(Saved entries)

*****

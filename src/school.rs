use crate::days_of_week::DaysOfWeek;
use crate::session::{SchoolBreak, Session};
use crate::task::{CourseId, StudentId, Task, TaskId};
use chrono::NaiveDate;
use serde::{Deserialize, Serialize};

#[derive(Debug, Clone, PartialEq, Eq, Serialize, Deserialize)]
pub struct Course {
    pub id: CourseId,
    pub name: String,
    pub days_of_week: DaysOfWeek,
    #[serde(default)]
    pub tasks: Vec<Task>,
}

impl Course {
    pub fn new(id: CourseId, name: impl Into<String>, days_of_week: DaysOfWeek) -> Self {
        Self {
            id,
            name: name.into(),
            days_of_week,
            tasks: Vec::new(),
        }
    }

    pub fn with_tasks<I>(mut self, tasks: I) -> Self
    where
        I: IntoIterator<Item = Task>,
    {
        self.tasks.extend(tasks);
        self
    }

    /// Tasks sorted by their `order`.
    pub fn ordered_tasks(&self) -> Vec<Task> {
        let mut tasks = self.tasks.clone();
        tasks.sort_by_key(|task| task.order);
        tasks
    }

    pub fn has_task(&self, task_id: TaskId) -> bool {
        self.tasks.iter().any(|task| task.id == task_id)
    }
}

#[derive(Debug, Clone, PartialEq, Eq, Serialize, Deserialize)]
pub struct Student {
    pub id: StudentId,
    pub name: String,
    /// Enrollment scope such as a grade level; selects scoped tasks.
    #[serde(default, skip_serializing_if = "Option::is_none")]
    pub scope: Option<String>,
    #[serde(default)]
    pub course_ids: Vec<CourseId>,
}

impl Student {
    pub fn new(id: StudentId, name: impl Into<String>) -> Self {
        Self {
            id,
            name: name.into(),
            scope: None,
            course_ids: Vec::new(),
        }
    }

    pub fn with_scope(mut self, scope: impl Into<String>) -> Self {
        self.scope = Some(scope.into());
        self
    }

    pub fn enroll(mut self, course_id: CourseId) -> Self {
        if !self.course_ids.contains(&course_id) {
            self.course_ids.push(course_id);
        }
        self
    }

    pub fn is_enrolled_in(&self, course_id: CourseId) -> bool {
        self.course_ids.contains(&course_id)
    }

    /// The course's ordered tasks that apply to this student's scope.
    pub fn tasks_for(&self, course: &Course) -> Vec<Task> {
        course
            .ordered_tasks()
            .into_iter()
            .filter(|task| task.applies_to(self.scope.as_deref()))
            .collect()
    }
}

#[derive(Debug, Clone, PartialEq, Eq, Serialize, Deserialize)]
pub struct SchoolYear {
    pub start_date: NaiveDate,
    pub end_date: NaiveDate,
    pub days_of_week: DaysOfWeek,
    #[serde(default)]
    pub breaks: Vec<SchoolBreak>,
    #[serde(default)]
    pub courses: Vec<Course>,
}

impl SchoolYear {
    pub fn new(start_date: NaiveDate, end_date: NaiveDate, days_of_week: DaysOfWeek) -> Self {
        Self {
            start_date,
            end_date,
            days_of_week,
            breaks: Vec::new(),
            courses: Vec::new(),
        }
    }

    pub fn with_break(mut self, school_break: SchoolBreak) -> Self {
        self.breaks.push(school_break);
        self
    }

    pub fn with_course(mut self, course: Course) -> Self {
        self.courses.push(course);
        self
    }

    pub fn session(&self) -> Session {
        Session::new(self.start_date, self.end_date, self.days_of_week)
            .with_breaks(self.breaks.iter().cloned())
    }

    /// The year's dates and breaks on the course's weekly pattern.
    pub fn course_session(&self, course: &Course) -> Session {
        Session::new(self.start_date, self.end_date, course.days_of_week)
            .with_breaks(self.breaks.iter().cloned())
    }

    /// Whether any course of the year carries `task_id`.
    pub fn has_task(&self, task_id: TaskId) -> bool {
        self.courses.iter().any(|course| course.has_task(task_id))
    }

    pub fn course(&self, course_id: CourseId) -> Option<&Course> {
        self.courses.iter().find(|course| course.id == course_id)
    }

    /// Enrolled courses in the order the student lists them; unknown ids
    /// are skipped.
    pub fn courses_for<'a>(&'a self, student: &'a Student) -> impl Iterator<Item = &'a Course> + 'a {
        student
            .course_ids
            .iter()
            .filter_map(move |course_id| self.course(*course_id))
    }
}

*****

▶ [Task description]: If a line in the records above contains "impl", copy that line.

▶ [Answer to this exercise]:
impl Course {
    pub fn new(id: CourseId, name: impl Into<String>, days_of_week: DaysOfWeek) -> Self {
impl Student {
    pub fn new(id: StudentId, name: impl Into<String>) -> Self {
    pub fn with_scope(mut self, scope: impl Into<String>) -> Self {
impl SchoolYear {
    pub fn courses_for<'a>(&'a self, student: &'a Student) -> impl Iterator<Item = &'a Course> + 'a {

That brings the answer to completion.